**Task item:** Your response must be an exact transcription of the lines from the one containing "let max = logprob_0.max(logprob_1);" through the final line of the data.

**Given data:**
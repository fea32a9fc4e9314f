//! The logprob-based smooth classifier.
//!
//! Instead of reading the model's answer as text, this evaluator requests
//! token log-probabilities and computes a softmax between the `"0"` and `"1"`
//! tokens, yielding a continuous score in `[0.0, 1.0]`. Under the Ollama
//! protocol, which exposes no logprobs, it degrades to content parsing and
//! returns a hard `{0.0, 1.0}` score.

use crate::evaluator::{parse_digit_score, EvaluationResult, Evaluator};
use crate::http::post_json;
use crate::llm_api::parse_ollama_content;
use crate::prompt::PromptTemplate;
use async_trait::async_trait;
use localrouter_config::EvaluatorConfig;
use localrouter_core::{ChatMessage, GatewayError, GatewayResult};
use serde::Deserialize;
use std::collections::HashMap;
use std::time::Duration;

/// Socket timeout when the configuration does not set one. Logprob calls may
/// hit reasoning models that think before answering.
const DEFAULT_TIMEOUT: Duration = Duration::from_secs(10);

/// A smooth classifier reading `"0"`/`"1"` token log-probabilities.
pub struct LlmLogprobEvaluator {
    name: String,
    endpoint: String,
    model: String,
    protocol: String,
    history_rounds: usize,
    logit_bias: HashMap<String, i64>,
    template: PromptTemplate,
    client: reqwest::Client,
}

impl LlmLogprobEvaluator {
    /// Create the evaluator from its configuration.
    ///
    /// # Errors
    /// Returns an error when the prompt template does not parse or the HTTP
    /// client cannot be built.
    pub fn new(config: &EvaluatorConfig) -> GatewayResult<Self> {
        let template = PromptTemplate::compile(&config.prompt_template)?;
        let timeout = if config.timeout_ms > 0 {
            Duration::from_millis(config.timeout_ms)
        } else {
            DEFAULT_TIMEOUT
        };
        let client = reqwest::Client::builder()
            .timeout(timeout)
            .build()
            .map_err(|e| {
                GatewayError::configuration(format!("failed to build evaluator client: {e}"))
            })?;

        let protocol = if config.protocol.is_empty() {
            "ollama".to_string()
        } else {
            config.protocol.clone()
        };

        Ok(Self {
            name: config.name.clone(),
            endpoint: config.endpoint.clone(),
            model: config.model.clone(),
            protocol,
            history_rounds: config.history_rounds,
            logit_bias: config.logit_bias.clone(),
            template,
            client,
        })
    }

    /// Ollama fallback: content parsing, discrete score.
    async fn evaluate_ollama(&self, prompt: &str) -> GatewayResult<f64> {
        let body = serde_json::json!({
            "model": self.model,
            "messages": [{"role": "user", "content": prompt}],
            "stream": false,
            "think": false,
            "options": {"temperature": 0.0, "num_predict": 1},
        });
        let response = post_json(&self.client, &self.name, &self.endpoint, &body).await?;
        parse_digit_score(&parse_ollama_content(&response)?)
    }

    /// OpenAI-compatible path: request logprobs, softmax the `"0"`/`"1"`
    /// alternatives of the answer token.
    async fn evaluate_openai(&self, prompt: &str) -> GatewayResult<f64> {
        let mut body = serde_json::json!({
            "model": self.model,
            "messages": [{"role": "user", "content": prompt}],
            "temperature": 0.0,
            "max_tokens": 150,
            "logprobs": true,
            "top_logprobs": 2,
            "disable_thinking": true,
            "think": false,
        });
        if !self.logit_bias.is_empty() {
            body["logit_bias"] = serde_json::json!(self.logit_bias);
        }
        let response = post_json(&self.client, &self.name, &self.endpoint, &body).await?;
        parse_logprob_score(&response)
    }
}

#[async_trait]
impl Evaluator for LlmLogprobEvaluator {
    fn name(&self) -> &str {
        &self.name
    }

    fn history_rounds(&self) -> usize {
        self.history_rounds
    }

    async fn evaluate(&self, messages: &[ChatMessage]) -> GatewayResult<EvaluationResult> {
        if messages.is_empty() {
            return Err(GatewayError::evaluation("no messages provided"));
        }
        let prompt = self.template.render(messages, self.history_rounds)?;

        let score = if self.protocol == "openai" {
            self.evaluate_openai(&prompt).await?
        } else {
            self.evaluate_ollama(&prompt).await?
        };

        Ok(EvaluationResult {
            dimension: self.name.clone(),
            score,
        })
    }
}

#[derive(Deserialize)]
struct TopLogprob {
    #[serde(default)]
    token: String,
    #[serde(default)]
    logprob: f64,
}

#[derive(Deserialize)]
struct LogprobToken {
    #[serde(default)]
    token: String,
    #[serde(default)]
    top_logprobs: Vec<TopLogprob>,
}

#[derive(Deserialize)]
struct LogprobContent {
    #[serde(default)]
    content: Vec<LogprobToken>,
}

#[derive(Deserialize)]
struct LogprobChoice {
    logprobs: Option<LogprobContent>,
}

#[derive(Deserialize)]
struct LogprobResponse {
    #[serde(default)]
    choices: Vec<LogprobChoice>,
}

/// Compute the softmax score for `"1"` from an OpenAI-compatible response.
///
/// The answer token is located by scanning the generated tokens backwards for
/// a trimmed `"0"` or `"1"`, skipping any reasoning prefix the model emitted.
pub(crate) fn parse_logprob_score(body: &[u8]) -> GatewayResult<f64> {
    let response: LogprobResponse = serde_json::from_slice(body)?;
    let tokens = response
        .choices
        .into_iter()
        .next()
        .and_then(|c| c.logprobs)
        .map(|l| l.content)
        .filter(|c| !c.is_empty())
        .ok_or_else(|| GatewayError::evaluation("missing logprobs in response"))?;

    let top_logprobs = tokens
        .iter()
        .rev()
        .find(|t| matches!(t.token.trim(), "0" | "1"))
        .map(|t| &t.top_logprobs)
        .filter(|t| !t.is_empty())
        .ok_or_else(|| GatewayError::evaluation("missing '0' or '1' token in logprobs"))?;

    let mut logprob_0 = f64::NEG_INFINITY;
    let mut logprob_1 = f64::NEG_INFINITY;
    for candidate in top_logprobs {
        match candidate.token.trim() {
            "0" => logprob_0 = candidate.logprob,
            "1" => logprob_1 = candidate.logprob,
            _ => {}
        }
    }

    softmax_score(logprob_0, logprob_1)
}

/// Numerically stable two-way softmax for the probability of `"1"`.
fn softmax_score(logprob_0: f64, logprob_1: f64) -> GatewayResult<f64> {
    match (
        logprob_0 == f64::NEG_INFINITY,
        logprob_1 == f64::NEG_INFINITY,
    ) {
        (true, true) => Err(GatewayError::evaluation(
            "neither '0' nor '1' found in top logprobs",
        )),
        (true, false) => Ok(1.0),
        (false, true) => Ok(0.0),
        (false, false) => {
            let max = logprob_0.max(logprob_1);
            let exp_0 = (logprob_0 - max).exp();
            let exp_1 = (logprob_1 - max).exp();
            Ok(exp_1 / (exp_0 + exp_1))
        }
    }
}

**Output for this exercise:**
            let max = logprob_0.max(logprob_1);
            let exp_0 = (logprob_0 - max).exp();
            let exp_1 = (logprob_1 - max).exp();
            Ok(exp_1 / (exp_0 + exp_1))
        }
    }
}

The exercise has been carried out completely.